In a conversation with GlacierHub, Kean said it takes him and his crew of six roughly four to six weeks to get a full harvest of iceberg water. Kean says demand for iceberg water is growing at roughly 10 percent each year.

Obtaining a reliable supply of iceberg water for a commercial product seems no easy task, but Iceberg Vodka’s Brand Marketing Lead, Rachel Starkman, said differently in an email to GlacierHub: “Because there are a limited number of harvesting licenses available and Mother Nature has continued to bless us with fruitful harvests each year, acquiring iceberg water has not posed any difficulties.”

Despite legal disputes between the two founders that began in February of 2014, Quidi Vidi continues to produce its flagship Iceberg Beer and maintains a strong local following. QV did not respond to GlacierHub’s request for comment on its Iceberg Beer by time of publication.

QV has been in operation for 20 years and they have fought long and hard to gain their customers…. Right now they are in the middle of some challenges but all of their fans are hoping they clear soon and Quidi Vidi will be free to stretch their legs and start brewing new beers in line with many other craft breweries,” said Newfoundlander and beer critic Mike Buhler.
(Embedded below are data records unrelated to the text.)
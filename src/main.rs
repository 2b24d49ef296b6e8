mod composite;
mod config;
mod edges;
mod error;
mod pipeline;
mod sink;
mod smooth;
mod source;

use anyhow::{Context, Result};
use clap::Parser;
use composite::weight_to_rgb;
use config::SmoothingConfig;
use edges::{EdgeSource, EdgeWeightModel};
use sink::{FileSink, ImageSink};
use source::{FileSource, ImageSource};
use std::path::PathBuf;
use std::time::Instant;

#[derive(Parser, Debug)]
#[command(author, version, about = "Edge-aware selective blur", long_about = None)]
struct Args {
    /// Input image path
    #[arg(short, long)]
    input: PathBuf,

    /// Output image path (format chosen from the extension)
    #[arg(short, long, default_value = "smoothed.jpg")]
    output: PathBuf,

    /// Intensity plane the edge gradient is measured on
    #[arg(long, value_enum, default_value_t = EdgeSource::Luma)]
    edge_source: EdgeSource,

    /// Write the edge weight map (grayscale) instead of the smoothed image
    #[arg(long)]
    show_weight: bool,

    /// Enable debug logging
    #[arg(long)]
    debug: bool,
}

fn main() -> Result<()> {
    let args = Args::parse();

    // Initialize logging
    let log_level = if args.debug {
        tracing::Level::DEBUG
    } else {
        tracing::Level::INFO
    };

    tracing_subscriber::fmt()
        .with_max_level(log_level)
        .with_target(false)
        .init();

    let config = SmoothingConfig::default();
    tracing::info!("edge-smooth starting");
    tracing::info!("Input: {}", args.input.display());
    tracing::info!("Output: {}", args.output.display());
    tracing::info!(
        "Median aperture: {}, gamma: {}",
        config.aperture,
        config.gamma
    );

    let source = FileSource::new(&args.input);
    let sink = FileSink::new(&args.output);
    let model = edges::create_model(args.edge_source);

    run_pipeline(&source, &sink, model.as_ref(), &config, args.show_weight)?;

    Ok(())
}

fn run_pipeline<S, K>(
    source: &S,
    sink: &K,
    model: &dyn EdgeWeightModel,
    config: &SmoothingConfig,
    show_weight: bool,
) -> Result<()>
where
    S: ImageSource,
    K: ImageSink,
{
    let run_start = Instant::now();

    let frame = source
        .load()
        .with_context(|| format!("Failed to load {}", source.location().display()))?;

    tracing::info!("Edge source: {}", model.name());
    let result = pipeline::smooth_edges(&frame, model, config).context("Failed to smooth image")?;

    tracing::info!(
        "edges={:.1}ms, blur={:.1}ms, composite={:.1}ms",
        result.timings.edges.as_secs_f64() * 1000.0,
        result.timings.blur.as_secs_f64() * 1000.0,
        result.timings.composite.as_secs_f64() * 1000.0
    );

    let output_frame = if show_weight {
        // Visualize the weight map instead of the blend
        weight_to_rgb(&result.weight)
    } else {
        result.output
    };

    sink.save(&output_frame)
        .with_context(|| format!("Failed to write {}", sink.location().display()))?;

    tracing::info!(
        "Done in {:.1}ms",
        run_start.elapsed().as_secs_f64() * 1000.0
    );

    Ok(())
}
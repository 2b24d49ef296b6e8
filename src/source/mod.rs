mod file_source;

pub use file_source::FileSource;

use crate::error::Result;
use image::RgbImage;
use std::path::Path;

/// Trait for image sources
pub trait ImageSource {
    /// Decode the image into 8-bit RGB
    fn load(&self) -> Result<RgbImage>;

    /// Where the image comes from, for logging
    fn location(&self) -> &Path;
}
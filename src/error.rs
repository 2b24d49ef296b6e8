use std::path::PathBuf;
use thiserror::Error;

/// Errors raised by the smoothing pipeline stages
#[derive(Debug, Error)]
pub enum PipelineError {
    /// Source image missing, unreadable or in an unsupported format
    #[error("failed to decode {}: {source}", .path.display())]
    Decode {
        path: PathBuf,
        #[source]
        source: image::ImageError,
    },

    /// Destination could not be written
    #[error("failed to encode {}: {source}", .path.display())]
    Encode {
        path: PathBuf,
        #[source]
        source: image::ImageError,
    },

    /// Two images that must line up have different dimensions (width, height)
    #[error("shape mismatch: expected {}x{}, got {}x{}", .expected.0, .expected.1, .actual.0, .actual.1)]
    ShapeMismatch {
        expected: (u32, u32),
        actual: (u32, u32),
    },

    /// Median aperture must be odd and at least 1
    #[error("invalid median aperture {0}: must be odd and >= 1")]
    InvalidAperture(u32),

    /// Gamma must be finite and positive to keep weights in [0, 1]
    #[error("invalid gamma {0}: must be finite and > 0")]
    InvalidGamma(f32),
}

pub type Result<T> = std::result::Result<T, PipelineError>;
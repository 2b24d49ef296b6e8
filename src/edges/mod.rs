mod gradient;
mod gray;
mod normalize;
mod sobel;
mod types;

pub use sobel::{ChannelMeanSobel, LumaSobel};
pub use types::{EdgeWeightModel, WeightMap};

/// Which intensity plane the gradient is measured on
#[derive(Debug, Default, Clone, Copy, PartialEq, Eq, clap::ValueEnum)]
pub enum EdgeSource {
    /// BT.601 luma of the frame
    #[default]
    Luma,
    /// Mean of the per-channel gradient magnitudes
    ChannelMean,
}

/// Create the edge-weight model for `source`
pub fn create_model(source: EdgeSource) -> Box<dyn EdgeWeightModel> {
    match source {
        EdgeSource::Luma => Box::new(LumaSobel),
        EdgeSource::ChannelMean => Box::new(ChannelMeanSobel),
    }
}
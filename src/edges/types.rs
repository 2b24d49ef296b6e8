use image::RgbImage;
use ndarray::Array2;

/// Blend weights: 0.0 = take the smoothed pixel, 1.0 = keep the original
/// Shape is (height, width) and matches the source frame
pub type WeightMap = Array2<f32>;

/// Trait for edge-weight builders
/// Allows swapping how the gradient is measured (luma, per-channel mean)
pub trait EdgeWeightModel {
    /// Build a weight map for `frame`
    ///
    /// # Arguments
    /// * `frame` - Input RGB frame
    /// * `gamma` - Exponent applied after min-max normalization
    ///
    /// # Returns
    /// * Weight map with values 0.0-1.0, same height and width as `frame`
    fn weight(&self, frame: &RgbImage, gamma: f32) -> WeightMap;

    /// Short name used in logs
    fn name(&self) -> &'static str;
}
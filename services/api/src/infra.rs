use std::collections::HashMap;
use std::sync::atomic::{AtomicBool, AtomicU64, Ordering};
use std::sync::{Arc, Mutex};

use metrics_exporter_prometheus::PrometheusHandle;

use homeward::workflows::adoption::{
    AdoptionApplication, AdoptionId, AdoptionRepository, AdoptionWorkflowService,
    ApplicationStatus, NewApplication, ReviewStamp, TransitionOutcome,
};
use homeward::workflows::catalog::{
    CatalogFilter, NewPetRecord, Pet, PetCatalogService, PetId, PetRepository, PetStatus, PetUpdate,
};
use homeward::workflows::identity::{CallerIdentity, Role, UserDirectory, UserId, UserSummary};
use homeward::workflows::RepositoryError;

#[derive(Clone)]
pub(crate) struct AppState {
    pub(crate) readiness: Arc<AtomicBool>,
    pub(crate) metrics: Arc<PrometheusHandle>,
}

pub(crate) type AdoptionService =
    AdoptionWorkflowService<InMemoryAdoptionRepository, InMemoryPetRepository, InMemoryAccounts>;
pub(crate) type CatalogService =
    PetCatalogService<InMemoryPetRepository, InMemoryAdoptionRepository, InMemoryAccounts>;

/// Adoption store backed by a mutex-guarded map. Holds the uniqueness
/// constraint on (pet, applicant) and implements the pending-only
/// conditional transition the engine relies on.
#[derive(Default)]
pub(crate) struct InMemoryAdoptionRepository {
    records: Mutex<HashMap<AdoptionId, AdoptionApplication>>,
    sequence: AtomicU64,
}

impl AdoptionRepository for InMemoryAdoptionRepository {
    fn insert(&self, application: NewApplication) -> Result<AdoptionApplication, RepositoryError> {
        let mut guard = self.records.lock().expect("adoption mutex poisoned");
        let duplicate = guard.values().any(|existing| {
            existing.pet_id == application.pet_id
                && existing.applicant_id == application.applicant_id
        });
        if duplicate {
            return Err(RepositoryError::Conflict);
        }

        let id = AdoptionId(format!(
            "adoption-{:06}",
            self.sequence.fetch_add(1, Ordering::Relaxed) + 1
        ));
        let record = AdoptionApplication {
            id: id.clone(),
            pet_id: application.pet_id,
            applicant_id: application.applicant_id,
            status: ApplicationStatus::Pending,
            application_date: application.application_date,
            reviewed_by: None,
            reviewed_at: None,
            notes: None,
        };
        guard.insert(id, record.clone());
        Ok(record)
    }

    fn fetch(&self, id: &AdoptionId) -> Result<Option<AdoptionApplication>, RepositoryError> {
        let guard = self.records.lock().expect("adoption mutex poisoned");
        Ok(guard.get(id).cloned())
    }

    fn find_pair(
        &self,
        pet: &PetId,
        applicant: &UserId,
    ) -> Result<Option<AdoptionApplication>, RepositoryError> {
        let guard = self.records.lock().expect("adoption mutex poisoned");
        Ok(guard
            .values()
            .find(|record| record.pet_id == *pet && record.applicant_id == *applicant)
            .cloned())
    }

    fn for_applicant(
        &self,
        applicant: &UserId,
    ) -> Result<Vec<AdoptionApplication>, RepositoryError> {
        let guard = self.records.lock().expect("adoption mutex poisoned");
        let mut rows: Vec<AdoptionApplication> = guard
            .values()
            .filter(|record| record.applicant_id == *applicant)
            .cloned()
            .collect();
        sort_newest_first(&mut rows);
        Ok(rows)
    }

    fn page(
        &self,
        status: Option<ApplicationStatus>,
        offset: usize,
        limit: usize,
    ) -> Result<Vec<AdoptionApplication>, RepositoryError> {
        let guard = self.records.lock().expect("adoption mutex poisoned");
        let mut rows: Vec<AdoptionApplication> = guard
            .values()
            .filter(|record| status.is_none_or(|wanted| record.status == wanted))
            .cloned()
            .collect();
        sort_newest_first(&mut rows);
        Ok(rows.into_iter().skip(offset).take(limit).collect())
    }

    fn count(&self, status: Option<ApplicationStatus>) -> Result<u64, RepositoryError> {
        let guard = self.records.lock().expect("adoption mutex poisoned");
        Ok(guard
            .values()
            .filter(|record| status.is_none_or(|wanted| record.status == wanted))
            .count() as u64)
    }

    fn transition_if_pending(
        &self,
        id: &AdoptionId,
        stamp: ReviewStamp,
    ) -> Result<TransitionOutcome, RepositoryError> {
        let mut guard = self.records.lock().expect("adoption mutex poisoned");
        match guard.get_mut(id) {
            None => Ok(TransitionOutcome::Missing),
            Some(record) if record.status != ApplicationStatus::Pending => {
                Ok(TransitionOutcome::NotPending)
            }
            Some(record) => {
                record.status = stamp.status;
                record.reviewed_by = Some(stamp.reviewed_by);
                record.reviewed_at = Some(stamp.reviewed_at);
                if stamp.notes.is_some() {
                    record.notes = stamp.notes;
                }
                Ok(TransitionOutcome::Applied(record.clone()))
            }
        }
    }

    fn pending_for_pet(
        &self,
        pet: &PetId,
        exclude: &AdoptionId,
    ) -> Result<Vec<AdoptionId>, RepositoryError> {
        let guard = self.records.lock().expect("adoption mutex poisoned");
        Ok(guard
            .values()
            .filter(|record| {
                record.pet_id == *pet
                    && record.id != *exclude
                    && record.status == ApplicationStatus::Pending
            })
            .map(|record| record.id.clone())
            .collect())
    }

    fn delete_for_pet(&self, pet: &PetId) -> Result<u64, RepositoryError> {
        let mut guard = self.records.lock().expect("adoption mutex poisoned");
        let before = guard.len();
        guard.retain(|_, record| record.pet_id != *pet);
        Ok((before - guard.len()) as u64)
    }
}

fn sort_newest_first(rows: &mut [AdoptionApplication]) {
    rows.sort_by(|a, b| {
        b.application_date
            .cmp(&a.application_date)
            .then_with(|| b.id.0.cmp(&a.id.0))
    });
}

/// Pet store backed by a mutex-guarded map; listings come back newest first.
#[derive(Default)]
pub(crate) struct InMemoryPetRepository {
    records: Mutex<HashMap<PetId, Pet>>,
    sequence: AtomicU64,
}

impl PetRepository for InMemoryPetRepository {
    fn insert(&self, record: NewPetRecord) -> Result<Pet, RepositoryError> {
        let id = PetId(format!(
            "pet-{:06}",
            self.sequence.fetch_add(1, Ordering::Relaxed) + 1
        ));
        let pet = Pet {
            id: id.clone(),
            name: record.details.name,
            species: record.details.species,
            breed: record.details.breed,
            age: record.details.age,
            gender: record.details.gender,
            description: record.details.description,
            photo: record.details.photo,
            status: PetStatus::Available,
            added_by: record.added_by,
            created_at: record.created_at,
        };
        self.records
            .lock()
            .expect("pet mutex poisoned")
            .insert(id, pet.clone());
        Ok(pet)
    }

    fn fetch(&self, id: &PetId) -> Result<Option<Pet>, RepositoryError> {
        Ok(self
            .records
            .lock()
            .expect("pet mutex poisoned")
            .get(id)
            .cloned())
    }

    fn update(&self, id: &PetId, update: PetUpdate) -> Result<Option<Pet>, RepositoryError> {
        let mut guard = self.records.lock().expect("pet mutex poisoned");
        Ok(guard.get_mut(id).map(|pet| {
            update.apply_to(pet);
            pet.clone()
        }))
    }

    fn set_status(&self, id: &PetId, status: PetStatus) -> Result<bool, RepositoryError> {
        let mut guard = self.records.lock().expect("pet mutex poisoned");
        Ok(guard.get_mut(id).map(|pet| pet.status = status).is_some())
    }

    fn delete(&self, id: &PetId) -> Result<bool, RepositoryError> {
        Ok(self
            .records
            .lock()
            .expect("pet mutex poisoned")
            .remove(id)
            .is_some())
    }

    fn page(
        &self,
        filter: &CatalogFilter,
        offset: usize,
        limit: usize,
    ) -> Result<Vec<Pet>, RepositoryError> {
        let guard = self.records.lock().expect("pet mutex poisoned");
        let mut rows: Vec<Pet> = guard
            .values()
            .filter(|pet| filter.matches(pet))
            .cloned()
            .collect();
        rows.sort_by(|a, b| {
            b.created_at
                .cmp(&a.created_at)
                .then_with(|| b.id.0.cmp(&a.id.0))
        });
        Ok(rows.into_iter().skip(offset).take(limit).collect())
    }

    fn count(&self, filter: &CatalogFilter) -> Result<u64, RepositoryError> {
        let guard = self.records.lock().expect("pet mutex poisoned");
        Ok(guard.values().filter(|pet| filter.matches(pet)).count() as u64)
    }
}

/// Account directory plus token registry for the access gate. Tokens are
/// opaque strings looked up verbatim; nothing about their shape is assumed.
#[derive(Default)]
pub(crate) struct InMemoryAccounts {
    accounts: Mutex<HashMap<UserId, CallerIdentity>>,
    tokens: Mutex<HashMap<String, UserId>>,
    sequence: AtomicU64,
}

impl InMemoryAccounts {
    /// Registers an account and mints a token for it.
    pub(crate) fn register(&self, name: &str, email: &str, role: Role) -> (CallerIdentity, String) {
        let serial = self.sequence.fetch_add(1, Ordering::Relaxed) + 1;
        let token = format!("token-{serial:06}");
        let caller = self.store(serial, name, email, role, token.clone());
        (caller, token)
    }

    /// Registers an account under a caller-chosen token, used to seed the
    /// administrator from configuration.
    pub(crate) fn register_with_token(
        &self,
        name: &str,
        email: &str,
        role: Role,
        token: &str,
    ) -> CallerIdentity {
        let serial = self.sequence.fetch_add(1, Ordering::Relaxed) + 1;
        self.store(serial, name, email, role, token.to_string())
    }

    fn store(
        &self,
        serial: u64,
        name: &str,
        email: &str,
        role: Role,
        token: String,
    ) -> CallerIdentity {
        let caller = CallerIdentity {
            user_id: UserId(format!("user-{serial:06}")),
            name: name.to_string(),
            email: email.to_string(),
            role,
        };
        self.accounts
            .lock()
            .expect("account mutex poisoned")
            .insert(caller.user_id.clone(), caller.clone());
        self.tokens
            .lock()
            .expect("token mutex poisoned")
            .insert(token, caller.user_id.clone());
        caller
    }

    pub(crate) fn resolve(&self, token: &str) -> Option<CallerIdentity> {
        let id = self
            .tokens
            .lock()
            .expect("token mutex poisoned")
            .get(token)
            .cloned()?;
        self.accounts
            .lock()
            .expect("account mutex poisoned")
            .get(&id)
            .cloned()
    }
}

impl UserDirectory for InMemoryAccounts {
    fn find(&self, id: &UserId) -> Result<Option<UserSummary>, RepositoryError> {
        Ok(self
            .accounts
            .lock()
            .expect("account mutex poisoned")
            .get(id)
            .map(CallerIdentity::summary))
    }
}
Quidi Vidi brewhouse in St. John’s, Newfoundland (Source: DPJanes/CC)

Buhler, aka “Beerthief,” and his wine connoisseur partner, Tom Beckett, founded the NL (Newfoundland) Artisanal and Craft Beer Club in 2012 and then in 2014 began writing a beer blog for the St. John’s daily newspaper, The Telegram.  The Beer Club hosts beer-centric events all year round and comments on all Newfoundlander brews.  In an email correspondence with GlacierHub,  Beerthief described Iceberg Beer as, “a clean refreshing lager that has earned a very loyal following making it QV’s number one seller.”

Some beer lovers disagree with Beertheif’s positive take on Iceberg Beer.  

Online reviewers give the beer an “okay” rating, saying the gimmick does not necessarily live up to expectations.  The beer received only a 2.75/5 on BeerAdvocate, a global beer review website. With the a price of approximately $20 (Canadian) on the NLC Liquor Store website, some reviews say the beer is overpriced for its quality.  However, most of the beer reviews fall under the neutral category of this BeerAdvocate’s comments when he says, “Overall an alright beer, though certainly one I will not jump to drink. Certainly a must-try for anyone visiting Newfoundland at the same time, as the use of iceberg water in brewing definitely makes for a unique experience.”

This author suspects that Iceberg Beer will be around as long as there are icebergs to harvest.